As someone who has a cursory interest in critical theory, the passage was
perfectly readable to me, especially if you're familiar with what the
structuralists such as Althusser were arguing in the first place. The idea
that it's _only_ some ideological force that keeps deconstruction in play is
false, since Althusser himself was sympathetic to the political goals of many
deconstructioists - he was literally a Marxist and is heavily cited in
critical theory even today. For that matter, one of Althusser's closest
partners, Etienne Balibar, very frequently takes on issues of capital, race
and gender from a structuralist perspective in new books he writes every year.
Could the passage have been expressed in clearer terms? Maybe. But it's a
mistake to charge it as not being able to tell what Butler is arguing.

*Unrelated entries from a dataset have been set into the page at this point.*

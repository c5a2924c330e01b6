//! Wire messages exchanged with the block-store control plane.
//!
//! [`StoreMessage`] is the top-level envelope for all request and response
//! variants exchanged between this plugin and the control plane over QUIC
//! bi-directional streams.

use serde::{Deserialize, Serialize};

use crate::error::VolumeError;
use crate::types::{CreateVolumeOptions, VolumeId};

/// Top-level message envelope for the control-plane protocol.
///
/// Each QUIC bi-stream carries exactly one request followed by one
/// response.  The plugin sends a *request* variant and the control plane
/// replies with the corresponding *response* variant (or
/// [`StoreMessage::Error`]).
#[derive(Debug, Clone, Serialize, Deserialize)]
pub enum StoreMessage {
    // ----- Requests --------------------------------------------------------
    /// Create a new volume.
    CreateVolume(CreateVolumeOptions),
    /// Attach a volume to a node; the response carries the local device
    /// path the backend driver exposed.
    AttachVolume {
        volume_id: VolumeId,
        node_id: String,
    },
    /// Detach a volume from a node.  Idempotent at the backend: detaching
    /// an already-detached volume succeeds.
    DetachVolume {
        volume_id: VolumeId,
        node_id: String,
    },
    /// Delete a volume.  Used only by reclaim paths.
    DeleteVolume(VolumeId),

    // ----- Responses -------------------------------------------------------
    /// A volume was created; carries the assigned id and actual size.
    VolumeCreated {
        volume_id: VolumeId,
        size_gb: u64,
    },
    /// A volume was attached; carries the local block-device path.
    VolumeAttached {
        device_path: String,
    },
    /// Generic success acknowledgement (no payload).
    Ok,
    /// An error occurred.
    Error(VolumeError),
}

impl std::fmt::Display for StoreMessage {
    fn fmt(&self, f: &mut std::fmt::Formatter<'_>) -> std::fmt::Result {
        match self {
            Self::CreateVolume(opts) => {
                write!(f, "CreateVolume(capacity_gb={})", opts.capacity_gb)
            }
            Self::AttachVolume { volume_id, node_id } => {
                write!(f, "AttachVolume({volume_id} -> {node_id})")
            }
            Self::DetachVolume { volume_id, node_id } => {
                write!(f, "DetachVolume({volume_id} from {node_id})")
            }
            Self::DeleteVolume(id) => write!(f, "DeleteVolume({id})"),
            Self::VolumeCreated { volume_id, size_gb } => {
                write!(f, "VolumeCreated({volume_id}, {size_gb}GiB)")
            }
            Self::VolumeAttached { device_path } => {
                write!(f, "VolumeAttached({device_path})")
            }
            Self::Ok => f.write_str("Ok"),
            Self::Error(e) => write!(f, "Error({e})"),
        }
    }
}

As an aside, this same criticism is leveled against Hegel, but the most
progressive thing you'll find in Hegel is his takedown of phrenology.
Confusing language is not at all limited by ideology. On the other hand, there
are very clear writers such as Marcuse and Althusser who form the bedrock of
critical theory today. As Adorno wrote in response to a criticism of his
literary style:

>"Now, from what you write about my language, to be honest, I find it very
difficult to imagine that you mean it seriously. Your argumentation shows a
true obsession with the thought of the reader. With my stuff you obviously
didn't even come up with the idea that I'm not interested in him, neither in
catching him, nor in snubbing him, but only in the most adequate and rigorous
presentation of the matter possible. That is probably the only linguistic
thing that can be done seriously against the cultural industry."

You say confusion, Adorno says rigor. I have a hard time seeing why I couldn't
have substituted your Butler passage for a passage from a paper in recent
abstract mathematics or type theory.